Subscribing to the above online services with the minimum subscriptions costs $79 per month (and that’s without figuring in the annual cost of Amazon Prime, which most people buy because of the free shipping from Amazon). The above line-up doesn’t include any sports and you’d have to buy a $30 subscription from Sling TV to watch ESPN and a few other popular sports networks. ESPN recently announced that they still don’t have any plans to launch a standalone web product but are instead pursuing being included in the various skinny bundles.

Not considered, though, in the above list are numerous other less-known paid OTT subscriptions available on line. As listed in this recent blog there are dozens of other platforms for people who like specialized content like Japanese anime or British comedies.

Of course, one thing the above list shows is that there is a world of content these days that is not being created by the major networks or the traditional cable networks. There is likely more money pouring into the creation of content outside of the traditional networks.
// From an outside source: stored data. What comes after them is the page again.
//! Dye color slots (파트 A–F) and their R/G/B channels.

use std::fmt;
use std::str::FromStr;

use serde::{Deserialize, Serialize};

use super::numeric::{digits_only, parse_digits};
use crate::error::DomainError;

#[derive(Debug, Clone, Copy, PartialEq, Eq, PartialOrd, Ord, Hash, Serialize, Deserialize)]
pub enum ColorSlot {
    A,
    B,
    C,
    D,
    E,
    F,
}

impl ColorSlot {
    pub const ALL: [ColorSlot; 6] = [
        ColorSlot::A,
        ColorSlot::B,
        ColorSlot::C,
        ColorSlot::D,
        ColorSlot::E,
        ColorSlot::F,
    ];

    pub fn letter(&self) -> &'static str {
        match self {
            ColorSlot::A => "A",
            ColorSlot::B => "B",
            ColorSlot::C => "C",
            ColorSlot::D => "D",
            ColorSlot::E => "E",
            ColorSlot::F => "F",
        }
    }

    /// Form label, e.g. "파트 A".
    pub fn label(&self) -> String {
        format!("파트 {}", self.letter())
    }

    pub fn index(&self) -> usize {
        match self {
            ColorSlot::A => 0,
            ColorSlot::B => 1,
            ColorSlot::C => 2,
            ColorSlot::D => 3,
            ColorSlot::E => 4,
            ColorSlot::F => 5,
        }
    }
}

impl fmt::Display for ColorSlot {
    fn fmt(&self, f: &mut fmt::Formatter<'_>) -> fmt::Result {
        f.write_str(self.letter())
    }
}

impl FromStr for ColorSlot {
    type Err = DomainError;

    fn from_str(s: &str) -> Result<Self, Self::Err> {
        ColorSlot::ALL
            .into_iter()
            .find(|slot| slot.letter().eq_ignore_ascii_case(s.trim()))
            .ok_or_else(|| DomainError::parse(format!("Unknown color slot: {}", s)))
    }
}

#[derive(Debug, Clone, Copy, PartialEq, Eq, PartialOrd, Ord, Hash, Serialize, Deserialize)]
pub enum ColorChannel {
    R,
    G,
    B,
}

impl ColorChannel {
    pub const ALL: [ColorChannel; 3] = [ColorChannel::R, ColorChannel::G, ColorChannel::B];

    /// Single-letter input placeholder.
    pub fn letter(&self) -> &'static str {
        match self {
            ColorChannel::R => "R",
            ColorChannel::G => "G",
            ColorChannel::B => "B",
        }
    }
}

impl fmt::Display for ColorChannel {
    fn fmt(&self, f: &mut fmt::Formatter<'_>) -> fmt::Result {
        f.write_str(self.letter())
    }
}

impl FromStr for ColorChannel {
    type Err = DomainError;

    fn from_str(s: &str) -> Result<Self, Self::Err> {
        match s.trim().to_ascii_uppercase().as_str() {
            "R" => Ok(ColorChannel::R),
            "G" => Ok(ColorChannel::G),
            "B" => Ok(ColorChannel::B),
            _ => Err(DomainError::parse(format!("Unknown color channel: {}", s))),
        }
    }
}

/// Text-backed R/G/B inputs of one slot. Each channel holds digits only;
/// an empty channel is unconstrained.
#[derive(Debug, Clone, Default, PartialEq, Eq)]
pub struct ColorTriplet {
    r: String,
    g: String,
    b: String,
}

impl ColorTriplet {
    pub fn get(&self, channel: ColorChannel) -> &str {
        match channel {
            ColorChannel::R => &self.r,
            ColorChannel::G => &self.g,
            ColorChannel::B => &self.b,
        }
    }

    pub fn set(&mut self, channel: ColorChannel, text: &str) {
        let digits = digits_only(text);
        match channel {
            ColorChannel::R => self.r = digits,
            ColorChannel::G => self.g = digits,
            ColorChannel::B => self.b = digits,
        }
    }

    /// Numeric value of a channel; `None` while its text is empty.
    pub fn value(&self, channel: ColorChannel) -> Option<u64> {
        parse_digits(self.get(channel))
    }

    pub fn is_empty(&self) -> bool {
        self.r.is_empty() && self.g.is_empty() && self.b.is_empty()
    }
}

#[cfg(test)]
mod tests {
    use super::*;

    #[test]
    fn slot_labels() {
        assert_eq!(ColorSlot::A.label(), "파트 A");
        assert_eq!(ColorSlot::F.label(), "파트 F");
    }

    #[test]
    fn slot_indices_follow_declaration_order() {
        for (i, slot) in ColorSlot::ALL.iter().enumerate() {
            assert_eq!(slot.index(), i);
        }
    }

    #[test]
    fn slot_and_channel_parse_case_insensitively() {
        assert_eq!("c".parse::<ColorSlot>(), Ok(ColorSlot::C));
        assert_eq!("g".parse::<ColorChannel>(), Ok(ColorChannel::G));
        assert!("Z".parse::<ColorSlot>().is_err());
        assert!("A".parse::<ColorChannel>().is_err());
    }

    #[test]
    fn channels_are_independent() {
        let mut triplet = ColorTriplet::default();
        triplet.set(ColorChannel::G, "128");

        assert_eq!(triplet.value(ColorChannel::R), None);
        assert_eq!(triplet.value(ColorChannel::G), Some(128));
        assert_eq!(triplet.value(ColorChannel::B), None);
        assert!(!triplet.is_empty());
    }

    #[test]
    fn zero_channel_has_a_value() {
        let mut triplet = ColorTriplet::default();
        triplet.set(ColorChannel::B, "0");
        assert_eq!(triplet.value(ColorChannel::B), Some(0));
    }

    #[test]
    fn clearing_a_channel_removes_its_value() {
        let mut triplet = ColorTriplet::default();
        triplet.set(ColorChannel::R, "10");
        triplet.set(ColorChannel::R, "");
        assert_eq!(triplet.value(ColorChannel::R), None);
        assert!(triplet.is_empty());
    }

    #[test]
    fn non_digits_are_dropped_on_set() {
        let mut triplet = ColorTriplet::default();
        triplet.set(ColorChannel::R, "2e5");
        assert_eq!(triplet.get(ColorChannel::R), "25");
    }

    #[test]
    fn out_of_range_values_pass_through() {
        let mut triplet = ColorTriplet::default();
        triplet.set(ColorChannel::R, "999");
        assert_eq!(triplet.value(ColorChannel::R), Some(999));
    }
}
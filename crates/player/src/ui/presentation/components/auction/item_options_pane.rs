//! Item options pane - read-only view of one auction listing
//!
//! On desktop the header (name, unit price, expiry) is shown; on mobile the
//! surrounding card already shows it, so only the option list is rendered.

use dioxus::prelude::*;
use mabiauction_domain::AuctionItem;

use crate::presentation::helpers::{format_expiry, format_gold};

#[component]
pub fn ItemOptionsPane(item: AuctionItem, #[props(default)] is_mobile: bool) -> Element {
    rsx! {
        div {
            if !is_mobile {
                h2 { class: "text-lg font-bold mb-2", "{item.item_display_name}" }
                p { "{format_gold(item.auction_price_per_unit)} Gold" }
                p { "만료 시각: {format_expiry(&item.date_auction_expire)}" }
            }

            if item.has_options() {
                div { class: "mt-4",
                    h3 { class: "font-bold text-sm mb-1", "옵션:" }
                    ul { class: "text-md",
                        for (idx, opt) in item.item_option.iter().enumerate() {
                            li { key: "{idx}",
                                strong { "{opt.option_type}" }
                                "{opt.detail_text()}"
                            }
                        }
                    }
                }
            }
        }
    }
}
So OTT doesn’t seem to save as much as hoped for people that wish to enjoy a variety of popular content across different providers.  But there are other benefits driving people to OTT programming.  One of the great benefits of OTT programming is the ability to subscribe and cancel services at will. I have been trying various OTT networks and it’s really tempting to subscribe to each for a month or two until you’ve seen what you want and then move on to something else. I’m starting to think that’s the way I will use these services as long as they continue to allow easy egress and exit.

And OTT programming allows for non-linear TV watching.  As long as somebody lives near to a metropolitan area a cord cutter can still view the traditional network channels using rabbit ears. But what a lot of cord cutters are finding is that they quickly lose their tolerance of linear programming. I know that when I travel and have TV available in the room that I only watch it if I want to catch a football or basketball game. I can no longer tolerate the commercial breaks or the inability to pause linear TV while I want to do something else. And that, perhaps more than anything, is what will bring down traditional cable TV. As much as cable companies tout TV Everywhere, their basic product is still showing content linearly at fixed times. There is such a huge volume of great OTT content available any time on any device that it’s not hard for somebody to walk away from the traditional networks and still always have something you want to watch.

Trends in Traditional TV

Nielsen has now been publishing quarterly reports on TV viewing habits since 2011. Comparing the latest report for the 4th quarter of 2016 to the original 2011 report shows a major decrease in the hours spent by younger Americans in watching traditional television – which is defined as the combination of both live viewing and time-delayed viewing of network television content.

The changes differ by age group and don’t paint a pretty picture for the traditional TV market:

  • Teens (12-17) watched almost 14 hours per week of television, but that’s down almost 11% from 2015 and down 38% from five years.
  • Younger Millennials (18-24) watched 15.5 hours per week of TV, and that’s down 39%, or 1.5 hours per day over 5 years.
  • Older Millennials (25-34) watched 22 hours per week, and which is down 26.5% over five years.
  • Gen-Xers (35-49) watched almost 40 hours per week and have seen a 10% drop over five years.
  • Baby Boomers (50-64) watched 43 hours per week and have had a slight increase over five years of 1.6% in viewing time.
  • 65+ viewers watched 52 hours per week which is up 0.6% over 2015 and is up 8.4% over five years.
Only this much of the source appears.